何処からともなく降り立ったそれは、上空から次々と鎖を下ろしていく。
そしてその場に固定されたそれは、魔力の放出を始めた。
初めから攻撃を目的としていない故、その量は微々たるものであった。
午前6時を過ぎた頃、攻撃は開始された。
血液の雨が降り始めたのだ。
その場に居合わせた者たちは当然困惑した。
だが、それはすぐに絶望へと切り替わった。
血液は突如、鋭利な刃物へと姿を変え、彼らを襲ったのである。
既に体に付着していたものは全身を突き刺された。
死体となったものの体にも雨は容赦なく降り注いでいった。
悲鳴はとてつもないスピードで広がっていき、次期に止んだ。
何故なら人がいなくなったのだから。
ケインは窓に映る島を見ていた。
「まさか…!」
所長がいるのは、あそこだと言うのか?
「何故誰にも言わずに……」
「彼女の関係者がアレの発端……と考えて間違いないか。」
レドはゆっくり立ち上がる。
「彼女は……一体誰と戦っているのですか?」
花織の疑問に誰も答えられなかった。
シャーロットは島に降り立った。
「ご丁寧に結界張ったくせに俺だけは通すのかよ……俺を誘き寄せる為にここまでしたのかテメェは!」
そんな怒りとは裏腹に、彼女の行動原理は至って曖昧だった。
一体誰を探しているのだろう。
彼女自身もわからない。
何故なら、彼女に記憶はないのだから。
アジ.ダハーカの心臓の副作用。
絶対的な再生能力の代わりに、再生する度に自身の記憶の欠片を失う。
長い戦いの末、彼女は過去の記憶の大部分を失ってしまった。
シャーロットは足を止める。
彼女の周囲を、大量の骸骨の騎士が包囲していた。
「………死霊か。それも最上位のもの。

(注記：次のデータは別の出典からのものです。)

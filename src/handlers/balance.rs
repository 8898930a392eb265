//! Provider balance endpoint
//!
//! GET /providers/{name}/balance answers from the reporter's cache, refreshing
//! it when stale. Upstream failures never surface as errors: the last known
//! value (or null) is returned instead.

use axum::{
    Json,
    extract::{Path, State},
    http::StatusCode,
};
use serde::Serialize;

use crate::handlers::AppState;

#[derive(Debug, Serialize)]
pub struct BalanceResponse {
    pub provider: String,
    pub balance: Option<f64>,
}

pub async fn handler(
    State(state): State<AppState>,
    Path(name): Path<String>,
) -> (StatusCode, Json<BalanceResponse>) {
    let reporter = state.reporter();
    if !reporter.has_balance_source(&name) {
        return (
            StatusCode::NOT_FOUND,
            Json(BalanceResponse {
                provider: name,
                balance: None,
            }),
        );
    }

    let balance = reporter.balance(&name).await;
    (
        StatusCode::OK,
        Json(BalanceResponse {
            provider: name,
            balance,
        }),
    )
}
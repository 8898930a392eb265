//! Provider adapters
//!
//! One adapter per protocol family translates a canonical [`CompletionRequest`]
//! into a wire call and maps the outcome to a canonical [`CompletionResult`] or
//! a classified [`ProviderError`]. The router only ever sees this contract and
//! never branches on provider identity.

pub mod gemini;
pub mod http;
pub mod openai;

pub use gemini::GeminiAdapter;
pub use openai::OpenAiCompatAdapter;

use crate::config::{ProviderConfig, ProviderKind};
use crate::error::AppResult;
use async_trait::async_trait;
use serde::{Deserialize, Serialize};
use std::collections::HashMap;
use std::sync::Arc;
use std::sync::atomic::{AtomicUsize, Ordering};
use std::time::Duration;

/// Longest provider message kept in a classified error (characters)
pub const MAX_ERROR_MESSAGE_CHARS: usize = 200;

/// Conversation role of a canonical message
#[derive(Debug, Clone, Copy, PartialEq, Eq, Deserialize, Serialize)]
#[serde(rename_all = "lowercase")]
pub enum Role {
    System,
    User,
    Assistant,
}

impl Role {
    pub fn as_str(&self) -> &'static str {
        match self {
            Self::System => "system",
            Self::User => "user",
            Self::Assistant => "assistant",
        }
    }
}

/// One turn of a conversation
#[derive(Debug, Clone, PartialEq, Eq, Deserialize, Serialize)]
pub struct Message {
    pub role: Role,
    pub content: String,
}

impl Message {
    pub fn new(role: Role, content: impl Into<String>) -> Self {
        Self {
            role,
            content: content.into(),
        }
    }

    pub fn user(content: impl Into<String>) -> Self {
        Self::new(Role::User, content)
    }

    pub fn assistant(content: impl Into<String>) -> Self {
        Self::new(Role::Assistant, content)
    }
}

/// Inline binary attachment (base64 payload), for multimodal calls
#[derive(Debug, Clone, PartialEq, Eq, Deserialize, Serialize)]
pub struct InlineBlob {
    pub mime_type: String,
    /// Base64-encoded bytes
    pub data: String,
}

/// Provider-independent completion request
#[derive(Debug, Clone, PartialEq)]
pub struct CompletionRequest {
    /// Filled in per candidate by the router
    pub model: String,
    pub messages: Vec<Message>,
    pub max_tokens: Option<u32>,
    pub temperature: Option<f32>,
    pub require_json_output: bool,
    pub system_instruction: Option<String>,
    /// Tool declarations, passed through in the provider's own schema
    pub tools: Option<Vec<serde_json::Value>>,
    pub attachment: Option<InlineBlob>,
    pub intent: String,
}

impl CompletionRequest {
    pub fn new(intent: impl Into<String>, messages: Vec<Message>) -> Self {
        Self {
            model: String::new(),
            messages,
            max_tokens: None,
            temperature: None,
            require_json_output: false,
            system_instruction: None,
            tools: None,
            attachment: None,
            intent: intent.into(),
        }
    }

    pub fn with_max_tokens(mut self, max_tokens: u32) -> Self {
        self.max_tokens = Some(max_tokens);
        self
    }

    pub fn with_temperature(mut self, temperature: f32) -> Self {
        self.temperature = Some(temperature);
        self
    }

    pub fn with_json_output(mut self, require_json_output: bool) -> Self {
        self.require_json_output = require_json_output;
        self
    }

    pub fn with_system_instruction(mut self, system: impl Into<String>) -> Self {
        self.system_instruction = Some(system.into());
        self
    }

    pub fn with_tools(mut self, tools: Vec<serde_json::Value>) -> Self {
        self.tools = Some(tools);
        self
    }

    pub fn with_attachment(mut self, attachment: InlineBlob) -> Self {
        self.attachment = Some(attachment);
        self
    }

    /// Copy of this request addressed to a specific model
    pub fn for_model(&self, model: &str) -> Self {
        Self {
            model: model.to_string(),
            ..self.clone()
        }
    }
}

/// Token accounting reported by the provider
#[derive(Debug, Clone, Copy, Default, PartialEq, Eq, Deserialize, Serialize)]
pub struct Usage {
    pub input_tokens: u64,
    pub output_tokens: u64,
}

/// One citation attached to a search-grounded completion
#[derive(Debug, Clone, PartialEq, Eq, Deserialize, Serialize)]
pub struct GroundingSource {
    pub title: Option<String>,
    pub uri: String,
}

/// Provider-independent completion result
#[derive(Debug, Clone, PartialEq, Serialize)]
pub struct CompletionResult {
    /// Trimmed, never empty
    pub text: String,
    pub usage: Usage,
    #[serde(skip_serializing_if = "Option::is_none")]
    pub grounding: Option<Vec<GroundingSource>>,
    #[serde(skip_serializing_if = "Option::is_none")]
    pub raw_parts: Option<serde_json::Value>,
}

/// Classification of a failed provider call
///
/// Drives which health mutator the router applies.
#[derive(Debug, Clone, Copy, PartialEq, Eq)]
pub enum ProviderErrorKind {
    /// HTTP 429, with the provider's retry hint when it sent one
    RateLimited { retry_after_ms: Option<u64> },
    /// HTTP 503
    Overloaded,
    /// HTTP 401/402: credentials or billing
    Fatal,
    /// Everything else, including transport errors and empty completions
    Generic,
}

impl ProviderErrorKind {
    /// Stable label for logs and metrics
    pub fn as_str(&self) -> &'static str {
        match self {
            Self::RateLimited { .. } => "rate_limited",
            Self::Overloaded => "overloaded",
            Self::Fatal => "fatal",
            Self::Generic => "generic",
        }
    }
}

impl std::fmt::Display for ProviderErrorKind {
    fn fmt(&self, f: &mut std::fmt::Formatter<'_>) -> std::fmt::Result {
        match self {
            Self::RateLimited {
                retry_after_ms: Some(ms),
            } => write!(f, "rate limited (retry after {}ms)", ms),
            Self::RateLimited {
                retry_after_ms: None,
            } => f.write_str("rate limited"),
            Self::Overloaded => f.write_str("overloaded"),
            Self::Fatal => f.write_str("fatal"),
            Self::Generic => f.write_str("error"),
        }
    }
}

/// A classified provider failure
#[derive(Debug, Clone, PartialEq, Eq, thiserror::Error)]
#[error("{provider} {kind}: {message}")]
pub struct ProviderError {
    pub provider: String,
    pub kind: ProviderErrorKind,
    /// Original message, truncated to [`MAX_ERROR_MESSAGE_CHARS`]
    pub message: String,
}

impl ProviderError {
    pub fn new(
        provider: impl Into<String>,
        kind: ProviderErrorKind,
        message: impl AsRef<str>,
    ) -> Self {
        Self {
            provider: provider.into(),
            kind,
            message: truncate_chars(message.as_ref(), MAX_ERROR_MESSAGE_CHARS),
        }
    }

    pub fn generic(provider: impl Into<String>, message: impl AsRef<str>) -> Self {
        Self::new(provider, ProviderErrorKind::Generic, message)
    }

    /// Canonical failure for a blank completion
    pub fn empty_completion(provider: impl Into<String>) -> Self {
        Self::generic(provider, "empty completion text")
    }
}

/// Truncate to at most `max_chars` characters, never splitting a code point
pub fn truncate_chars(text: &str, max_chars: usize) -> String {
    match text.char_indices().nth(max_chars) {
        Some((byte_idx, _)) => format!("{}…", &text[..byte_idx]),
        None => text.to_string(),
    }
}

/// Capability contract shared by every protocol family
#[async_trait]
pub trait ProviderAdapter: Send + Sync {
    /// Registered provider name
    fn name(&self) -> &str;

    /// Whether a credential is configured
    fn is_available(&self) -> bool;

    /// Number of credentials this adapter rotates through
    fn credential_count(&self) -> usize;

    /// Perform one upstream call for `request.model`
    ///
    /// Must fail (never succeed with an empty string) when the provider
    /// returns no completion text.
    async fn complete(&self, request: &CompletionRequest)
    -> Result<CompletionResult, ProviderError>;
}

/// Adapters keyed by provider name
pub type AdapterMap = HashMap<String, Arc<dyn ProviderAdapter>>;

/// Round-robin set of API keys for one provider
pub struct KeyRing {
    keys: Vec<String>,
    next: AtomicUsize,
}

impl KeyRing {
    pub fn new(keys: Vec<String>) -> Self {
        Self {
            keys,
            next: AtomicUsize::new(0),
        }
    }

    /// Next key in rotation, or None when no key is configured
    pub fn next_key(&self) -> Option<&str> {
        if self.keys.is_empty() {
            return None;
        }
        let idx = self.next.fetch_add(1, Ordering::Relaxed) % self.keys.len();
        Some(&self.keys[idx])
    }

    pub fn len(&self) -> usize {
        self.keys.len()
    }

    pub fn is_empty(&self) -> bool {
        self.keys.is_empty()
    }
}

impl std::fmt::Debug for KeyRing {
    fn fmt(&self, f: &mut std::fmt::Formatter<'_>) -> std::fmt::Result {
        f.debug_struct("KeyRing")
            .field("keys", &format_args!("<{} redacted>", self.keys.len()))
            .finish()
    }
}

/// Build the adapter for a provider's protocol family
pub fn build_adapter(
    config: &ProviderConfig,
    credentials: Vec<String>,
    timeout: Duration,
) -> AppResult<Arc<dyn ProviderAdapter>> {
    let adapter: Arc<dyn ProviderAdapter> = match config.kind() {
        ProviderKind::OpenAi => Arc::new(OpenAiCompatAdapter::new(config, credentials, timeout)?),
        ProviderKind::Gemini => Arc::new(GeminiAdapter::new(config, credentials, timeout)?),
    };
    Ok(adapter)
}
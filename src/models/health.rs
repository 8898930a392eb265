//! Quota-aware provider health tracking
//!
//! Single source of truth for whether, and how well, a provider can serve a
//! request right now. Combines three independent signals:
//! - daily quota usage (soft-gated at 95% of the ceiling)
//! - an explicit cooldown deadline set by failure mutators
//! - an exponentially smoothed reliability score in [0, 1]
//!
//! State is mutated only through the event methods on [`ProviderHealth`].
//! Reads hand out [`HealthSnapshot`] copies, never references into the store.
//!
//! Time is measured with `tokio::time::Instant` so cooldowns can be driven by
//! a paused test clock.

use crate::config::{ProviderConfig, QuotaLimit};
use std::collections::{BTreeMap, HashMap};
use std::sync::{PoisonError, RwLock, RwLockReadGuard, RwLockWriteGuard};
use std::time::Duration;
use tokio::time::Instant;

/// Fraction of the daily ceiling at which a provider stops being offered
const SOFT_QUOTA_MARGIN: f64 = 0.95;

/// Cooldown after a 429 with no retry hint
pub const DEFAULT_RATE_LIMIT_COOLDOWN: Duration = Duration::from_millis(90_000);

/// Retry hints longer than this are treated as daily quota exhaustion
pub const QUOTA_EXHAUSTION_RETRY_MS: u64 = 3_600_000;

pub const OVERLOAD_COOLDOWN: Duration = Duration::from_secs(30);
pub const ERROR_COOLDOWN: Duration = Duration::from_secs(60);
pub const FATAL_COOLDOWN: Duration = Duration::from_secs(24 * 60 * 60);

const OVERLOAD_PENALTY: f64 = 0.8;
const ERROR_PENALTY: f64 = 0.5;

/// Per-minute accounting window
const MINUTE_WINDOW: Duration = Duration::from_secs(60);

#[derive(Debug, Clone)]
struct ProviderState {
    credential_count: usize,
    daily_used: u64,
    daily_limit: QuotaLimit,
    minute_used: u32,
    minute_limit: u32,
    minute_window_start: Instant,
    reliability: f64,
    cool_until: Option<Instant>,
    last_success: Option<Instant>,
    model_limits: HashMap<String, QuotaLimit>,
}

impl ProviderState {
    fn cool_for(&mut self, now: Instant, duration: Duration) {
        self.cool_until = Some(now + duration);
    }

    fn minute_used_at(&self, now: Instant) -> u32 {
        if now.duration_since(self.minute_window_start) >= MINUTE_WINDOW {
            0
        } else {
            self.minute_used
        }
    }
}

/// Read-only view of one provider's health
///
/// When requested for a model with its own quota override, `daily_limit`
/// carries the model's ceiling; the stored provider record is untouched.
#[derive(Debug, Clone, PartialEq)]
pub struct HealthSnapshot {
    name: String,
    credential_count: usize,
    daily_used: u64,
    daily_limit: QuotaLimit,
    minute_used: u32,
    minute_limit: u32,
    reliability: f64,
    cool_until: Option<Instant>,
    last_success: Option<Instant>,
}

impl HealthSnapshot {
    pub fn name(&self) -> &str {
        &self.name
    }

    pub fn has_credential(&self) -> bool {
        self.credential_count > 0
    }

    pub fn credential_count(&self) -> usize {
        self.credential_count
    }

    pub fn daily_used(&self) -> u64 {
        self.daily_used
    }

    pub fn daily_limit(&self) -> QuotaLimit {
        self.daily_limit
    }

    pub fn minute_used(&self) -> u32 {
        self.minute_used
    }

    pub fn minute_limit(&self) -> u32 {
        self.minute_limit
    }

    pub fn reliability(&self) -> f64 {
        self.reliability
    }

    pub fn cool_until(&self) -> Option<Instant> {
        self.cool_until
    }

    pub fn last_success(&self) -> Option<Instant> {
        self.last_success
    }

    /// Time left on the cooldown, if one is still running at `now`
    pub fn cooldown_remaining(&self, now: Instant) -> Option<Duration> {
        self.cool_until
            .filter(|until| *until > now)
            .map(|until| until - now)
    }

    /// True once usage reaches the soft margin below the daily ceiling
    pub fn quota_exhausted(&self) -> bool {
        self.daily_limit
            .limit()
            .is_some_and(|limit| self.daily_used as f64 >= SOFT_QUOTA_MARGIN * limit as f64)
    }

    pub fn is_available_at(&self, now: Instant) -> bool {
        self.has_credential() && self.cooldown_remaining(now).is_none() && !self.quota_exhausted()
    }

    /// Ranking signal: remaining quota fraction weighted by reliability
    pub fn score(&self) -> f64 {
        match self.daily_limit {
            QuotaLimit::Unbounded => self.reliability,
            QuotaLimit::Limited(limit) => {
                let remaining = 1.0 - self.daily_used as f64 / limit as f64;
                remaining.clamp(0.0, 1.0) * self.reliability
            }
        }
    }
}

/// Shared, mutable health registry for every credentialed provider
///
/// Safe for concurrent use: every mutator takes the write lock for the whole
/// read-modify-write, so counters never lose updates.
#[derive(Debug, Default)]
pub struct ProviderHealth {
    states: RwLock<BTreeMap<String, ProviderState>>,
}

」
騎士は剣を振り翳した。
シャーロットは次々と剣をかわす。
ラプラスの魔眼の未来視の下には、生半可な剣戟など意味をなさなかった。
彼女は魔能力すら使わず、拳と蹴りのみで全てを蹂躙した。
シャーロットは島の中央部へと走る。
間違いない。あそこに奴がいる。
奴が誰なのかは思い出せない。だがそれでも向かわなければ。
「なんだよこれ…」
ケイン達は驚愕した。赤黒い武器に全身を刺され、その場に夥しい数の死体が散乱していたのだ。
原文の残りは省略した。